Datacom opened its first AU$22 million South Australian hub in 2018, in Modbury in Adelaide’s northern suburbs. By early 2019, the facility was employing more than 1,000 people – a figure which has now topped 1,200 – and was expected to contribute $340 million to the local economy over the following decade.

“Investments like these will be critical to kick start our economy.”

The expansion bucks the global trend which has seen cost-cutting and many major projects put on the backburner at least temporarily, and offers some relief in a time of economic stress and increased unemployment.

Last month, ABS said almost one million Australians had lost their jobs since Covid-19 restrictions kicked in shutting down non-essential businesses for a period. Job losses were most severe in Victoria, Tasmania and South Australia.

Like Modbury, the new facility is expected to provide ‘significant’ training and ongoing development. A large percentage of those hired for Modbury were previously unemployed, and Datacom has said it will model the new centre on Modbury.

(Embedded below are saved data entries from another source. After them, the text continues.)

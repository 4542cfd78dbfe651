//! Uniform call interface over N LLM providers (spec §4.1, C1).
//!
//! Mirrors the shape of a structured chat client: a small request/response
//! pair, a `ProviderClient` trait objects implement, and a router that owns
//! provider availability and per-user accounting. Call sites never see a
//! concrete provider type.

mod error;
mod providers;
mod router;
mod usage;

pub use error::LlmError;
pub use providers::OpenAiCompatibleClient;
pub use router::{LlmRouter, ProviderCandidate, ProviderTier};
pub use usage::{Usage, UsageTracker};

use async_trait::async_trait;
use serde::{Deserialize, Serialize};

/// Cost/latency tier requested by a caller; maps to a provider-internal tier
/// (`cheap -> low`, `normal -> medium`, `premium -> high`) inside the router.
#[derive(Debug, Clone, Copy, Serialize, Deserialize, PartialEq, Eq, Hash)]
#[serde(rename_all = "lowercase")]
pub enum Quality {
    Cheap,
    Normal,
    Premium,
}

impl Quality {
    pub fn tier(self) -> ProviderTier {
        match self {
            Quality::Cheap => ProviderTier::Low,
            Quality::Normal => ProviderTier::Medium,
            Quality::Premium => ProviderTier::High,
        }
    }

    /// Token budget for reply generation at this tier (spec §4.3).
    pub fn max_reply_tokens(self) -> u32 {
        match self {
            Quality::Cheap => 50,
            Quality::Normal => 100,
            Quality::Premium => 200,
        }
    }

    /// Accepts the one-letter compact code used on the wire (SPEC_FULL §11).
    pub fn from_code(code: &str) -> Self {
        match code.to_ascii_uppercase().as_str() {
            "C" => Quality::Cheap,
            "P" => Quality::Premium,
            _ => Quality::Normal,
        }
    }

    pub fn code(self) -> &'static str {
        match self {
            Quality::Cheap => "C",
            Quality::Normal => "N",
            Quality::Premium => "P",
        }
    }
}

/// What a call is for; maps to a provider-facing "scene" tag used by some
/// providers to pick a system persona.
#[derive(Debug, Clone, Copy, Serialize, Deserialize, PartialEq, Eq, Hash)]
#[serde(rename_all = "snake_case")]
pub enum TaskType {
    Scene,
    Persona,
    Generation,
    Qc,
    StrategyPlanning,
    MergeStep,
}

impl TaskType {
    pub fn provider_scene(self) -> &'static str {
        match self {
            TaskType::Scene => "system",
            TaskType::Generation => "chat",
            TaskType::Qc => "coach",
            TaskType::Persona => "persona",
            TaskType::StrategyPlanning => "system",
            TaskType::MergeStep => "chat",
        }
    }
}

#[derive(Debug, Clone, Copy, Serialize, Deserialize, PartialEq, Eq)]
#[serde(rename_all = "lowercase")]
pub enum ImageEncoding {
    Url,
    Base64,
}

#[derive(Debug, Clone)]
pub struct ImageInput {
    pub data: String,
    pub encoding: ImageEncoding,
    pub mime: Option<String>,
}

#[derive(Debug, Clone)]
pub struct LlmCall {
    pub task_type: TaskType,
    pub prompt: String,
    pub quality: Quality,
    pub user_id: String,
    /// Pins a specific provider/model, bypassing tier routing entirely.
    pub provider: Option<String>,
    pub model: Option<String>,
    pub max_tokens: Option<u32>,
    pub images: Vec<ImageInput>,
}

impl LlmCall {
    pub fn new(
        task_type: TaskType,
        prompt: impl Into<String>,
        quality: Quality,
        user_id: impl Into<String>,
    ) -> Self {
        Self {
            task_type,
            prompt: prompt.into(),
            quality,
            user_id: user_id.into(),
            provider: None,
            model: None,
            max_tokens: None,
            images: Vec::new(),
        }
    }

    pub fn with_image(mut self, image: ImageInput) -> Self {
        self.images.push(image);
        self
    }

    pub fn pin(mut self, provider: impl Into<String>, model: impl Into<String>) -> Self {
        self.provider = Some(provider.into());
        self.model = Some(model.into());
        self
    }

    pub fn is_multimodal(&self) -> bool {
        !self.images.is_empty()
    }
}

#[derive(Debug, Clone)]
pub struct LlmResult {
    pub text: String,
    pub provider: String,
    pub model: String,
    pub input_tokens: u32,
    pub output_tokens: u32,
    pub cost_usd: f64,
    pub latency_ms: u64,
}

impl LlmResult {
    /// A zero-cost result attributed to the `fallback`/`template` pseudo-provider
    /// (spec §4.5.2).
    pub fn fallback_template(text: impl Into<String>) -> Self {
        Self {
            text: text.into(),
            provider: "fallback".to_string(),
            model: "template".to_string(),
            input_tokens: 0,
            output_tokens: 0,
            cost_usd: 0.0,
            latency_ms: 0,
        }
    }
}

/// A single named provider endpoint. Implementations wrap a `reqwest::Client`
/// and translate `LlmCall` into that provider's wire format.
#[async_trait]
pub trait ProviderClient: Send + Sync {
    fn name(&self) -> &str;
    fn supports_multimodal(&self) -> bool {
        false
    }
    async fn complete(&self, call: &LlmCall, model: &str) -> Result<LlmResult, LlmError>;
}

#[cfg(test)]
mod tests {
    use super::*;

    #[test]
    fn quality_maps_to_tier() {
        assert_eq!(Quality::Cheap.tier(), ProviderTier::Low);
        assert_eq!(Quality::Normal.tier(), ProviderTier::Medium);
        assert_eq!(Quality::Premium.tier(), ProviderTier::High);
    }

    #[test]
    fn quality_token_budgets() {
        assert_eq!(Quality::Cheap.max_reply_tokens(), 50);
        assert_eq!(Quality::Normal.max_reply_tokens(), 100);
        assert_eq!(Quality::Premium.max_reply_tokens(), 200);
    }

    #[test]
    fn quality_code_round_trips() {
        for q in [Quality::Cheap, Quality::Normal, Quality::Premium] {
            assert_eq!(Quality::from_code(q.code()), q);
        }
        assert_eq!(Quality::from_code("?"), Quality::Normal);
    }

    #[test]
    fn task_type_scene_tags() {
        assert_eq!(TaskType::Scene.provider_scene(), "system");
        assert_eq!(TaskType::Generation.provider_scene(), "chat");
        assert_eq!(TaskType::Qc.provider_scene(), "coach");
    }
}
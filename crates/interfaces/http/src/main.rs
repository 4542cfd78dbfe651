use std::env;
use std::sync::Arc;
use std::time::Duration;

use anyhow::Result;
use tokio::net::TcpListener;
use tower_http::cors::{Any, CorsLayer};
use tower_http::trace::TraceLayer;
use tracing_subscriber::EnvFilter;

use chatcoach_audit::{AuditSink, JsonlAuditSink, NullAuditSink};
use chatcoach_cache::SessionCache;
use chatcoach_collab::{DimensionFetcher, ScreenshotClient, StubProfileFacade};
use chatcoach_config::AppConfig;
use chatcoach_coordinator::PredictCoordinator;
use chatcoach_llm::{LlmRouter, OpenAiCompatibleClient, ProviderCandidate, ProviderClient, ProviderTier};
use chatcoach_orchestrator::Orchestrator;
use chatcoach_stages::{IntimacyEvaluator, LocalLexicalEvaluator};

#[tokio::main]
async fn main() -> Result<()> {
    dotenvy::dotenv().ok();

    let config = AppConfig::load_from("config/default.toml")?;
    tracing_subscriber::fmt().with_env_filter(EnvFilter::try_new(&config.telemetry.log_level).unwrap_or_else(|_| EnvFilter::new("info"))).init();

    let coordinator = Arc::new(build_coordinator(&config));
    let state = chatcoach_http::AppState::new(coordinator);

    let cors = if config.boundary.cors_allowed_origins.is_empty() {
        CorsLayer::new().allow_origin(Any).allow_methods(Any).allow_headers(Any)
    } else {
        let origins: Vec<axum::http::HeaderValue> = config
            .boundary
            .cors_allowed_origins
            .iter()
            .filter_map(|origin| origin.parse().ok())
            .collect();
        CorsLayer::new().allow_origin(origins).allow_methods(Any).allow_headers(Any)
    };

    let app = chatcoach_http::router(state).layer(TraceLayer::new_for_http()).layer(cors);

    let port: u16 = env::var("CHATCOACH_PORT").ok().and_then(|raw| raw.parse().ok()).unwrap_or(8080);
    let addr = format!("0.0.0.0:{port}");
    let listener = TcpListener::bind(&addr).await?;
    tracing::info!(addr, "chatcoach-http listening");

    axum::serve(listener, app).await?;
    Ok(())
}

/// Wires one LLM provider across all three quality tiers, the in-process
/// cache, the screenshot/profile collaborators, and the orchestrator. A
/// richer deployment would configure multiple candidates per tier for
/// fallback (spec §4.1); a single pinned provider is this process's
/// starting point.
fn build_coordinator(config: &AppConfig) -> PredictCoordinator {
    let api_key = env::var("CHATCOACH_LLM_API_KEY").unwrap_or_default();
    let base_url = env::var("CHATCOACH_LLM_BASE_URL").unwrap_or_else(|_| "https://api.openai.com/v1".to_string());

    let provider: Arc<dyn ProviderClient> = Arc::new(OpenAiCompatibleClient::new(config.provider.default_provider.clone(), base_url, api_key, true));
    let candidate = ProviderCandidate::new(config.provider.default_provider.clone(), config.provider.default_model.clone());
    let routing_table = vec![
        (ProviderTier::Low, vec![candidate.clone()]),
        (ProviderTier::Medium, vec![candidate.clone()]),
        (ProviderTier::High, vec![candidate.clone()]),
    ];
    let cool_off = Duration::from_secs(config.provider.cool_off_seconds);
    let llm = Arc::new(LlmRouter::new(vec![provider], routing_table, cool_off, candidate));

    let screenshot_base_url = env::var("CHATCOACH_SCREENSHOT_BASE_URL").unwrap_or_else(|_| "http://localhost:8090".to_string());
    let screenshot_client = Arc::new(ScreenshotClient::new(screenshot_base_url));
    let dimension_fetcher = DimensionFetcher::new();
    let cache = Arc::new(SessionCache::new());

    let intimacy_evaluator: Arc<dyn IntimacyEvaluator> = Arc::new(LocalLexicalEvaluator);
    let audit: Arc<dyn AuditSink> = if env::var("CHATCOACH_AUDIT_DIR").is_ok() {
        Arc::new(JsonlAuditSink::new(env::var("CHATCOACH_AUDIT_DIR").unwrap()))
    } else {
        Arc::new(NullAuditSink)
    };

    let orchestrator = Arc::new(Orchestrator::new(
        llm,
        Arc::new(StubProfileFacade),
        intimacy_evaluator,
        audit,
        config.prompt.clone(),
        config.orchestrator.clone(),
        true,
        "reply_v1",
    ));

    PredictCoordinator::new(orchestrator, cache, screenshot_client, dimension_fetcher, config.clone())
}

“With the new centre at Noarlunga, we will continue to work alongside our clients and partners to ensure we can offer employment opportunities for those who need them while maintaining our high standards of support for our customers,” Datacom managing director Stacey Tomasoni says.

South Australian premier Steven Marshall dubbed the deal ‘a major win for jobs’ in the state.

“Investments like these will be critical to kick start our economy following the impact of Covid-19,” Marshall says.

Late last year the company signed South Australia’s Wattle Range Council to its Datascape local government cloud system. The offering, designed to help councils with digital transformations through providing a smart council and community-based system including ERP, launched last year.

The announcement of the new centre comes just weeks after Datacom announced it was recruiting up to 2,000 people in Adelaide, Sydney, Canberra and Brisbane, to meet increased demand for telehealth services and other essential government services during the pandemic.

“With enormous pressure on government services, Datacom is in the unusual position of recruiting up to 2,000 people to support telehealth and other essential government services,” Tomasoni said at the time.

She noted the company was working with partners including Qantas, Concentrix and Hatch.Exchange to provide employees with work during the period when they were stood down ‘and in some cases beyond’.

The Modbury customer care and IT hub saw Datacom win the Industry Collaboration Award in the South Australian Training Awards 2019. The collaboration with TAFE SA, Workskil and SYC, which includes recruitment, job screening and pre and post-employment training, was lauded for resulting in a decrease in unemployment within Northern Adelaide suburbs.

Datacom Group posted operating revenue of NZ$1.3 billion for financial 2019 with profit after tax of $42 million.